Taz weighs 2.75 lbs but is only 4 1/2 months old. The shirt's a little big on her right now but still wearable. I didn't see the shirt you got for Hope and Ruby. It's really cute too. I also got two hoodies for $4.97. One is orange ,brown and green stripes. She'll wear it for Thanksgiving. Other one is pink with brown trim.


----------



## jesuschick (Dec 5, 2010)

Eden is my little one. She will be 10 months on Monday. She was right under 3 pounds when we got her at 8 months but I have been feeding her as much as the big girls (they are over 1 year old now and weigh 3.7 lbs.) to fatten her up.

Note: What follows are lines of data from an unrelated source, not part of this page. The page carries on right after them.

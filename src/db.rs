pub mod store;
pub use store::{Collection, CollectionPath, DocumentStore, Query};
pub mod live;
pub mod memory_store;
pub use memory_store::MemoryStore;
pub mod pg_store;
pub use pg_store::PgDocumentStore;

pub mod user_repo;
pub use user_repo::UserRepository;
pub mod customer_repo;
pub use customer_repo::CustomerRepository;
pub mod operation_repo;
pub use operation_repo::OperationRepository;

She was apparently not a great eater. Ziwipeak changed that!
I wanted the cream thermal for all of them but the XS was too small but the S too big for my other two. None of mine will tolerate hoods so the purple one is like a sweatshirt/hoodie but with no hood. Very soft. 
I saw the fall colored striped hoodie. The colors were beautiful. Taz will be stunning for Thanksgiving!!


----------



## foggy (Oct 12, 2009)

Aw they are so cute. Karen! I love them!  Roo has the same one and she's wearing it tonight, how funny! I'm a bargain shopper too.  I took a quick (poor quality) pic of Roo with it on. I think it's the same one, Roo's looks plum though. (Pip wanted in on the action :lol


----------



## MiniGrace (Oct 31, 2011)

Eden is such a pretty, petite girl. The size difference between the small and the extra small is strange. The small is twice as big.


----------



## ~LS~ (Oct 29, 2011)

Karen & Foggy all of your fur babies are adorable! Great pictures!


----------



## jesuschick (Dec 5, 2010)

I LOVE Pip and Roo. Eden is trying hard to look like Pip.

Terri-you are right. The small was giant compared to the XS. I needed something in between.


----------



## vicsta55 (Apr 20, 2011)

I agree with you Karen. Your girls have very feminine faces,even Miss tomboy Ruby,lol!


----------



## bayoumah (Nov 30, 2010)

hi karen im seeing eden is tinier than hope and ruby how do you find the tinies ive asked othesrs bsefore but never actually get a real answer is there something i should look for thank you


----------



## svdreamer (Feb 20, 2010)

Ha, I got that same purple outfit for Lexxi. And they had a purple striped hoodie I got for Isis, but she totally freaks if I try to put clothes on her, so I guess Lexxi actually got two outfits.


----------



## kimr (Nov 14, 2010)

They look adorable!

Do you find there isn't that good of a selection of XS? I can't decide if there are that many tiny dogs out there, or they just aren't making alot of them.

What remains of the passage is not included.